The global electric vehicle market has taken a huge leap forward in the past decade. But even though we’ve already seen some incredible growth in the number of EVs worldwide, industry predictions would suggest that we’ve only just scratched the surface.
Let's start by looking at some historical data about the development of the global EV market.
Source: EV Volumes
As the graph above suggests, in the past 10 years we’ve seen a 46-69% year over year growth in the number of light electric vehicles globally.
While the direction is 100% right, it’s good to keep in mind that as of 2018, only 2.2% of the world’s passenger vehicles run on electricity. This would suggest that we still have a long road ahead until we can declare electrification a reality.
According to the Global EV Outlook 2019, the global electric car fleet exceeded 5.1 million in 2018. That means a 2 million increase from 2017, nearly doubling EV sales in just one year.
In absolute terms, China remained the world’s largest EV market in 2018, with 2.3 million electric vehicles in active use. To put that into perspective, that’s nearly half (45%) of the global stock of EVs. Europe and the US are relatively far behind with 1.2 and 1.1 million EVs respectively.
But when it comes to relative terms, the situation in Europe is looking a lot more positive. While only 4% of China’s vehicles are electric, Norway is rapidly approaching the 50% mark with 46% of its new cars running on electricity in 2018.
Sadly, though, the runners up Iceland and Sweden have only reached 17% and 8% EV penetration, respectively.
Overall, the country by country development of EV sales and market share can be conveniently viewed in the graph below.
While passenger cars typically get all the credit for the EV revolution, it’s good to also consider the other forms of transportation that are gradually becoming greener.
For example, as of 2018, China has been home to 5 million low-speed electric vehicles.
Another interesting EV trend in 2019 relates to public transportation and the sharing economy. Of course, we’re talking about shared electric scooters, which already operated in 129 cities across Europe, US, Asia, Australia and New Zealand at the end of 2018.
In freight transportation, on the other hand, light-commercial EVs reached 250 000 units in 2018, which is naturally great news for the future of commercial trucking.
At the end of 2018, there were approximately 5.2 million chargers for light-duty EVs, of which closer to 540 000 were public charging stations. In other words, private home and workplace charging with type 1 and type 2 slow chargers continues to be the preferred mode of charging for the general public.
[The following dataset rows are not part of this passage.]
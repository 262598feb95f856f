//! Persisted record of what was last posted per symbol

use crate::{error::StoreError, types::decimal_from_json};
use chrono::{DateTime, Utc};
use rust_decimal::Decimal;
use std::collections::{BTreeMap, HashMap};
use std::io::ErrorKind;
use std::path::{Path, PathBuf};

/// Last successful post for one symbol
#[derive(Debug, Clone, PartialEq)]
pub struct PostRecord {
    pub last_price: Decimal,
    /// Only known for posts made by this process
    pub last_post_time: Option<DateTime<Utc>>,
}

/// In-memory post state, authoritative between saves
#[derive(Debug, Clone, Default, PartialEq)]
pub struct PostState {
    records: BTreeMap<String, PostRecord>,
}

impl PostState {
    pub fn new() -> Self {
        Self::default()
    }

    pub fn get(&self, symbol: &str) -> Option<&PostRecord> {
        self.records.get(symbol)
    }

    pub fn last_price(&self, symbol: &str) -> Option<Decimal> {
        self.records.get(symbol).map(|r| r.last_price)
    }

    pub fn last_post_time(&self, symbol: &str) -> Option<DateTime<Utc>> {
        self.records.get(symbol).and_then(|r| r.last_post_time)
    }

    pub fn len(&self) -> usize {
        self.records.len()
    }

    pub fn is_empty(&self) -> bool {
        self.records.is_empty()
    }

    /// Records a confirmed post. The post time never moves backwards.
    pub fn record_post(&mut self, symbol: &str, price: Decimal, at: DateTime<Utc>) {
        let record = self
            .records
            .entry(symbol.to_string())
            .or_insert(PostRecord {
                last_price: price,
                last_post_time: None,
            });
        record.last_price = price;
        record.last_post_time = Some(match record.last_post_time {
            Some(prev) if prev > at => prev,
            _ => at,
        });
    }

    /// Sets a price without a post time, as read back from disk
    fn insert_price(&mut self, symbol: String, price: Decimal) {
        self.records.insert(
            symbol,
            PostRecord {
                last_price: price,
                last_post_time: None,
            },
        );
    }
}

/// JSON file store: `{"BTC": 50000, "ETH": 3012.55}`
pub struct PriceStore {
    path: PathBuf,
}

impl PriceStore {
    pub fn new(path: impl Into<PathBuf>) -> Self {
        Self { path: path.into() }
    }

    pub fn path(&self) -> &Path {
        &self.path
    }

    /// Loads the last posted prices
    ///
    /// A missing or unreadable file yields an empty state; this never fails.
    pub fn load(&self) -> PostState {
        let content = match std::fs::read_to_string(&self.path) {
            Ok(content) => content,
            Err(e) if e.kind() == ErrorKind::NotFound => {
                tracing::debug!(path = %self.path.display(), "No state file yet, starting empty");
                return PostState::new();
            }
            Err(e) => {
                tracing::warn!(path = %self.path.display(), error = %e, "Failed to read state file, starting empty");
                return PostState::new();
            }
        };

        let raw: HashMap<String, serde_json::Value> = match serde_json::from_str(&content) {
            Ok(raw) => raw,
            Err(e) => {
                tracing::warn!(path = %self.path.display(), error = %e, "Corrupt state file, starting empty");
                return PostState::new();
            }
        };

        let mut state = PostState::new();
        for (symbol, value) in raw {
            match decimal_from_json(&value) {
                Some(price) => state.insert_price(symbol, price),
                None => {
                    tracing::warn!(symbol = %symbol, value = %value, "Ignoring non-numeric state entry")
                }
            }
        }

        tracing::info!(path = %self.path.display(), symbols = state.len(), "Loaded post state");
        state
    }

    /// Rewrites the whole state file
    ///
    /// Writes a sibling temp file first and renames it over the target so a
    /// crash mid-write leaves the previous file intact.
    pub fn save(&self, state: &PostState) -> Result<(), StoreError> {
        let mut out = serde_json::Map::new();
        for (symbol, record) in &state.records {
            let number: serde_json::Value =
                serde_json::from_str(&record.last_price.normalize().to_string())?;
            out.insert(symbol.clone(), number);
        }
        let body = serde_json::to_string_pretty(&serde_json::Value::Object(out))?;

        if let Some(parent) = self.path.parent().filter(|p| !p.as_os_str().is_empty()) {
            std::fs::create_dir_all(parent)?;
        }

        let tmp = self.path.with_extension("json.tmp");
        std::fs::write(&tmp, body)?;
        std::fs::rename(&tmp, &self.path)?;

        tracing::debug!(path = %self.path.display(), symbols = state.len(), "Saved post state");
        Ok(())
    }
}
Fast chargers, on the other hand, are slowly increasing in popularity. In 2018, there were about 300 000 fast chargers in the world, 80% of which were in China. In Europe and the United States, a large majority of publicly accessible chargers that were installed in 2018 were slow chargers. However, this situation is likely to change soon, as several projects focused on ultra-fast charging have already been announced in Europe.
A third trend that’s steadily increasing in the EV space is the smart charging of electric vehicles, i.e. the use of cloud-connected charging devices. For business owners and consumers alike, smart EV charging allows greater convenience and control over electricity consumption.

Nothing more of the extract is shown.